**What to do:** Through the line that contains "the enrichment input.", return the data below exactly, starting at its first line; leave the rest out.

**Entries provided:**

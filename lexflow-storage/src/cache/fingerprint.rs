//! Deterministic cache fingerprints
//!
//! The fingerprint covers exactly the enrichment-relevant parts of the query
//! context: intent tag, entity texts, concept tags, and jurisdiction. Entity
//! and concept lists are sorted and deduplicated before hashing so that
//! extraction order never changes the key.

use lexflow_core::{IntentTag, QueryContext};
use sha2::{Digest, Sha256};
use std::fmt;

/// A deterministic SHA-256 fingerprint used as a cache key.
#[derive(Clone, Copy, PartialEq, Eq, Hash)]
pub struct Fingerprint([u8; 32]);

impl Fingerprint {
    /// Fingerprint the enrichment input.
    pub fn for_enrichment(context: &QueryContext, jurisdiction: Option<&str>) -> Self {
        let mut entities: Vec<&str> = context
            .entities
            .iter()
            .map(|span| span.text.as_str())
            .collect();
        entities.sort_unstable();
        entities.dedup();

        let mut concepts: Vec<&str> = context.concepts.iter().map(String::as_str).collect();
        concepts.sort_unstable();
        concepts.dedup();

        Self::from_parts(context.intent, &entities, &concepts, jurisdiction)
    }

    fn from_parts(
        intent: IntentTag,
        entities: &[&str],
        concepts: &[&str],
        jurisdiction: Option<&str>,
    ) -> Self {
        let mut hasher = Sha256::new();
        hasher.update(b"intent=");
        hasher.update(intent.as_db_str().as_bytes());
        hasher.update(b"\nentities=");
        for entity in entities {
            hasher.update(entity.as_bytes());
            hasher.update(b"\x1f");
        }
        hasher.update(b"\nconcepts=");
        for concept in concepts {
            hasher.update(concept.as_bytes());
            hasher.update(b"\x1f");
        }
        hasher.update(b"\njurisdiction=");
        hasher.update(jurisdiction.unwrap_or("").as_bytes());

        let result = hasher.finalize();
        let mut hash = [0u8; 32];
        hash.copy_from_slice(&result);
        Self(hash)
    }

    /// Hex form used as the backend key.
    pub fn to_hex(&self) -> String {
        hex::encode(self.0)
    }

    /// Namespaced key for shared backends.
    pub fn storage_key(&self) -> String {
        format!("lexflow:enrich:{}", self.to_hex())
    }
}

impl fmt::Debug for Fingerprint {
    fn fmt(&self, f: &mut fmt::Formatter<'_>) -> fmt::Result {
        write!(f, "Fingerprint({}..)", &self.to_hex()[..12])
    }
}

impl fmt::Display for Fingerprint {
    fn fmt(&self, f: &mut fmt::Formatter<'_>) -> fmt::Result {
        write!(f, "{}", self.to_hex())
    }
}

#[cfg(test)]
mod tests {
    use super::*;
    use lexflow_core::{EntityKind, EntitySpan};

    fn span(text: &str, start: usize) -> EntitySpan {
        EntitySpan {
            text: text.to_string(),
            kind: EntityKind::NormReference,
            start,
            end: start + text.len(),
            confidence: 0.9,
        }
    }

    fn context(entities: Vec<EntitySpan>, concepts: Vec<&str>) -> QueryContext {
        QueryContext {
            intent: IntentTag::NormSearch,
            intent_confidence: 0.9,
            complexity: 0.1,
            entities,
            concepts: concepts.into_iter().map(String::from).collect(),
            norm_references: Vec::new(),
            temporal_hints: Vec::new(),
        }
    }

    #[test]
    fn test_fingerprint_stable() {
        let ctx = context(vec![span("art. 1321 c.c.", 0)], vec!["contratto"]);
        let a = Fingerprint::for_enrichment(&ctx, Some("IT"));
        let b = Fingerprint::for_enrichment(&ctx, Some("IT"));
        assert_eq!(a, b);
    }

    #[test]
    fn test_fingerprint_order_independent() {
        let forwards = context(
            vec![span("art. 1321 c.c.", 0), span("art. 1322 c.c.", 20)],
            vec!["contratto", "autonomia"],
        );
        let backwards = context(
            vec![span("art. 1322 c.c.", 0), span("art. 1321 c.c.", 20)],
            vec!["autonomia", "contratto"],
        );
        assert_eq!(
            Fingerprint::for_enrichment(&forwards, None),
            Fingerprint::for_enrichment(&backwards, None)
        );
    }

    #[test]
    fn test_fingerprint_sensitive_to_intent() {
        let ctx_a = context(vec![span("art. 1321 c.c.", 0)], vec![]);
        let mut ctx_b = ctx_a.clone();
        ctx_b.intent = IntentTag::Interpretation;
        assert_ne!(
            Fingerprint::for_enrichment(&ctx_a, None),
            Fingerprint::for_enrichment(&ctx_b, None)
        );
    }

    #[test]
    fn test_fingerprint_sensitive_to_jurisdiction() {
        let ctx = context(vec![span("art. 1321 c.c.", 0)], vec![]);
        assert_ne!(
            Fingerprint::for_enrichment(&ctx, Some("IT")),
            Fingerprint::for_enrichment(&ctx, Some("EU"))
        );
    }

    #[test]
    fn test_storage_key_namespaced() {
        let ctx = context(vec![], vec![]);
        let key = Fingerprint::for_enrichment(&ctx, None).storage_key();
        assert!(key.starts_with("lexflow:enrich:"));
        assert_eq!(key.len(), "lexflow:enrich:".len() + 64);
    }
}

**Answer for the task:**
filename lexflow-storage/src/cache/fingerprint.rs
//! Deterministic cache fingerprints
//!
//! The fingerprint covers exactly the enrichment-relevant parts of the query
//! context: intent tag, entity texts, concept tags, and jurisdiction. Entity
//! and concept lists are sorted and deduplicated before hashing so that
//! extraction order never changes the key.

use lexflow_core::{IntentTag, QueryContext};
use sha2::{Digest, Sha256};
use std::fmt;

/// A deterministic SHA-256 fingerprint used as a cache key.
#[derive(Clone, Copy, PartialEq, Eq, Hash)]
pub struct Fingerprint([u8; 32]);

impl Fingerprint {
    /// Fingerprint the enrichment input.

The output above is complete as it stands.